_PROBLEM TO SOLVE:_ Search the entries below for the word "super", then copy each line in which it is found.

_DATA RECORDS:_
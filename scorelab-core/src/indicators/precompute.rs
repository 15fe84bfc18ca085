//! Indicator precomputation.
//!
//! Every indicator series is computed once before scoring begins and stored
//! in an `IndicatorSet`, index-aligned with the candles. Scoring rules then
//! read single values by bar index.

use super::{
    ar_br, atr, bollinger, cci, cr, ema, ichimoku_baseline, kdj, keltner, macd, parabolic_sar,
    rsi, stoch_rsi, td_sequential, vwap, ArBr, BollingerBands, KdjValue, KeltnerChannel,
    MacdSeries,
};
use crate::domain::{Candle, Columns};
use serde::{Deserialize, Serialize};

/// Periods and multipliers for every indicator in the set.
#[derive(Debug, Clone, PartialEq, Serialize, Deserialize)]
#[serde(default)]
pub struct IndicatorParams {
    pub rsi_period: usize,
    pub stoch_rsi_period: usize,
    pub cci_period: usize,
    pub kdj_period: usize,
    pub sar_accel: f64,
    pub sar_max_accel: f64,
    pub bollinger_period: usize,
    pub bollinger_multiplier: f64,
    pub ema_short: usize,
    pub ema_long: usize,
    pub macd_fast: usize,
    pub macd_slow: usize,
    pub macd_signal: usize,
    pub atr_period: usize,
    pub cr_period: usize,
    pub ichimoku_period: usize,
    pub keltner_period: usize,
    pub keltner_multiplier: f64,
}

impl Default for IndicatorParams {
    fn default() -> Self {
        Self {
            rsi_period: 14,
            stoch_rsi_period: 14,
            cci_period: 20,
            kdj_period: 9,
            sar_accel: 0.02,
            sar_max_accel: 0.2,
            bollinger_period: 20,
            bollinger_multiplier: 2.0,
            ema_short: 12,
            ema_long: 26,
            macd_fast: 12,
            macd_slow: 26,
            macd_signal: 9,
            atr_period: 14,
            cr_period: 26,
            ichimoku_period: 26,
            keltner_period: 20,
            keltner_multiplier: 2.0,
        }
    }
}

impl IndicatorParams {
    /// Every period paired with its field name, for validation and display.
    pub fn periods(&self) -> Vec<(&'static str, usize)> {
        vec![
            ("rsi_period", self.rsi_period),
            ("stoch_rsi_period", self.stoch_rsi_period),
            ("cci_period", self.cci_period),
            ("kdj_period", self.kdj_period),
            ("bollinger_period", self.bollinger_period),
            ("ema_short", self.ema_short),
            ("ema_long", self.ema_long),
            ("macd_fast", self.macd_fast),
            ("macd_slow", self.macd_slow),
            ("macd_signal", self.macd_signal),
            ("atr_period", self.atr_period),
            ("cr_period", self.cr_period),
            ("ichimoku_period", self.ichimoku_period),
            ("keltner_period", self.keltner_period),
        ]
    }
}

/// Indicators held by an `IndicatorSet`.
#[derive(Debug, Clone, Copy, PartialEq, Eq, Hash)]
pub enum Indicator {
    Rsi,
    StochRsi,
    Cci,
    Kdj,
    Sar,
    Bollinger,
    EmaShort,
    EmaLong,
    Macd,
    Atr,
    Vwap,
    ArBr,
    Cr,
    Ichimoku,
    Keltner,
    TdSequential,
}

impl Indicator {
    pub const ALL: [Indicator; 16] = [
        Indicator::Rsi,
        Indicator::StochRsi,
        Indicator::Cci,
        Indicator::Kdj,
        Indicator::Sar,
        Indicator::Bollinger,
        Indicator::EmaShort,
        Indicator::EmaLong,
        Indicator::Macd,
        Indicator::Atr,
        Indicator::Vwap,
        Indicator::ArBr,
        Indicator::Cr,
        Indicator::Ichimoku,
        Indicator::Keltner,
        Indicator::TdSequential,
    ];

    pub fn name(self) -> &'static str {
        match self {
            Indicator::Rsi => "rsi",
            Indicator::StochRsi => "stoch_rsi",
            Indicator::Cci => "cci",
            Indicator::Kdj => "kdj",
            Indicator::Sar => "sar",
            Indicator::Bollinger => "bollinger",
            Indicator::EmaShort => "ema_short",
            Indicator::EmaLong => "ema_long",
            Indicator::Macd => "macd",
            Indicator::Atr => "atr",
            Indicator::Vwap => "vwap",
            Indicator::ArBr => "ar_br",
            Indicator::Cr => "cr",
            Indicator::Ichimoku => "ichimoku",
            Indicator::Keltner => "keltner",
            Indicator::TdSequential => "td_sequential",
        }
    }
}

/// All indicator series for one candle sequence.
#[derive(Debug, Clone)]
pub struct IndicatorSet {
    pub params: IndicatorParams,
    pub rsi: Vec<f64>,
    pub stoch_rsi: Vec<f64>,
    pub cci: Vec<f64>,
    pub kdj: Vec<KdjValue>,
    pub sar: Vec<f64>,
    pub bollinger: BollingerBands,
    pub ema_short: Vec<f64>,
    pub ema_long: Vec<f64>,
    pub macd: MacdSeries,
    pub atr: Vec<f64>,
    pub vwap: Vec<f64>,
    pub ar_br: ArBr,
    pub cr: Vec<f64>,
    pub ichimoku: Vec<f64>,
    pub keltner: KeltnerChannel,
    pub td: Vec<i32>,
    len: usize,
}

impl IndicatorSet {
    pub fn compute(candles: &[Candle], params: &IndicatorParams) -> Self {
        let cols = Columns::from_candles(candles);
        let (h, l, c) = (&cols.highs, &cols.lows, &cols.closes);

        let set = Self {
            params: params.clone(),
            rsi: rsi(c, params.rsi_period),
            stoch_rsi: stoch_rsi(c, params.stoch_rsi_period),
            cci: cci(h, l, c, params.cci_period),
            kdj: kdj(h, l, c, params.kdj_period),
            sar: parabolic_sar(h, l, params.sar_accel, params.sar_max_accel),
            bollinger: bollinger(c, params.bollinger_period, params.bollinger_multiplier),
            ema_short: ema(c, params.ema_short),
            ema_long: ema(c, params.ema_long),
            macd: macd(c, params.macd_fast, params.macd_slow, params.macd_signal),
            atr: atr(h, l, c, params.atr_period),
            vwap: vwap(candles),
            ar_br: ar_br(candles),
            cr: cr(h, l, params.cr_period),
            ichimoku: ichimoku_baseline(h, l, params.ichimoku_period),
            keltner: keltner(h, l, c, params.keltner_period, params.keltner_multiplier),
            td: td_sequential(c),
            len: candles.len(),
        };

        debug_assert!(
            [
                set.rsi.len(),
                set.stoch_rsi.len(),
                set.cci.len(),
                set.kdj.len(),
                set.sar.len(),
                set.bollinger.upper.len(),
                set.macd.signal.len(),
                set.atr.len(),
                set.vwap.len(),
                set.ar_br.ar.len(),
                set.cr.len(),
                set.ichimoku.len(),
                set.keltner.upper.len(),
                set.td.len(),
            ]
            .iter()
            .all(|&n| n == set.len),
            "indicator series must share the candle length"
        );

        set
    }

    /// Number of bars covered by every series.
    pub fn len(&self) -> usize {
        self.len
    }

    pub fn is_empty(&self) -> bool {
        self.len == 0
    }

    /// First index at which the indicator's value is meaningful.
    pub fn warmup(&self, indicator: Indicator) -> usize {
        let p = &self.params;
        match indicator {
            Indicator::Rsi => p.rsi_period,
            Indicator::StochRsi => super::stoch_rsi::stoch_rsi_warmup(p.stoch_rsi_period),
            Indicator::Cci => p.cci_period.saturating_sub(1),
            Indicator::Kdj => p.kdj_period.saturating_sub(1),
            Indicator::Sar => 0,
            Indicator::Bollinger => p.bollinger_period.saturating_sub(1),
            Indicator::EmaShort => super::ema::ema_warmup(p.ema_short),
            Indicator::EmaLong => super::ema::ema_warmup(p.ema_long),
            Indicator::Macd => {
                super::macd::macd_warmup(p.macd_fast, p.macd_slow, p.macd_signal)
            }
            Indicator::Atr => p.atr_period,
            Indicator::Vwap => 0,
            Indicator::ArBr => 1,
            Indicator::Cr => p.cr_period,
            Indicator::Ichimoku => p.ichimoku_period.saturating_sub(1),
            Indicator::Keltner => super::keltner::keltner_warmup(p.keltner_period),
            Indicator::TdSequential => 4,
        }
    }

    /// Largest warm-up across every indicator.
    pub fn max_warmup(&self) -> usize {
        Indicator::ALL
            .iter()
            .map(|&ind| self.warmup(ind))
            .max()
            .unwrap_or(0)
    }
}

#[cfg(test)]
mod tests {
    use super::*;
    use crate::indicators::make_candles;

    fn sample_candles(n: usize) -> Vec<Candle> {
        let closes: Vec<f64> = (0..n)
            .map(|i| 100.0 + (i as f64 * 0.7).sin() * 5.0 + i as f64 * 0.1)
            .collect();
        make_candles(&closes)
    }

    #[test]
    fn every_series_matches_candle_length() {
        let candles = sample_candles(60);
        let set = IndicatorSet::compute(&candles, &IndicatorParams::default());
        assert_eq!(set.len(), 60);
        assert_eq!(set.rsi.len(), 60);
        assert_eq!(set.kdj.len(), 60);
        assert_eq!(set.macd.histogram.len(), 60);
        assert_eq!(set.keltner.lower.len(), 60);
        assert_eq!(set.td.len(), 60);
    }

    #[test]
    fn short_input_stays_aligned() {
        let candles = sample_candles(5);
        let set = IndicatorSet::compute(&candles, &IndicatorParams::default());
        assert_eq!(set.len(), 5);
        assert!(set.rsi.iter().all(|&v| v == 0.0));
        assert!(set.kdj.iter().all(|&v| v == KdjValue::seed()));
    }

    #[test]
    fn default_warmups() {
        let set = IndicatorSet::compute(&sample_candles(10), &IndicatorParams::default());
        assert_eq!(set.warmup(Indicator::Rsi), 14);
        assert_eq!(set.warmup(Indicator::StochRsi), 27);
        assert_eq!(set.warmup(Indicator::Kdj), 8);
        assert_eq!(set.warmup(Indicator::Macd), 33);
        assert_eq!(set.warmup(Indicator::Keltner), 20);
        assert_eq!(set.max_warmup(), 33);
    }

    #[test]
    fn params_deserialize_with_defaults() {
        let params: IndicatorParams = serde_json::from_str(r#"{"kdj_period": 5}"#).unwrap();
        assert_eq!(params.kdj_period, 5);
        assert_eq!(params.rsi_period, 14);
    }

    #[test]
    fn periods_cover_every_window() {
        let params = IndicatorParams::default();
        let periods = params.periods();
        assert_eq!(periods.len(), 14);
        assert!(periods.iter().all(|(_, p)| *p >= 1));
    }
}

_EXERCISE RESPONSE:_
use super::{
            Indicator::StochRsi => super::stoch_rsi::stoch_rsi_warmup(p.stoch_rsi_period),
            Indicator::EmaShort => super::ema::ema_warmup(p.ema_short),
            Indicator::EmaLong => super::ema::ema_warmup(p.ema_long),
                super::macd::macd_warmup(p.macd_fast, p.macd_slow, p.macd_signal)
            Indicator::Keltner => super::keltner::keltner_warmup(p.keltner_period),
    use super::*;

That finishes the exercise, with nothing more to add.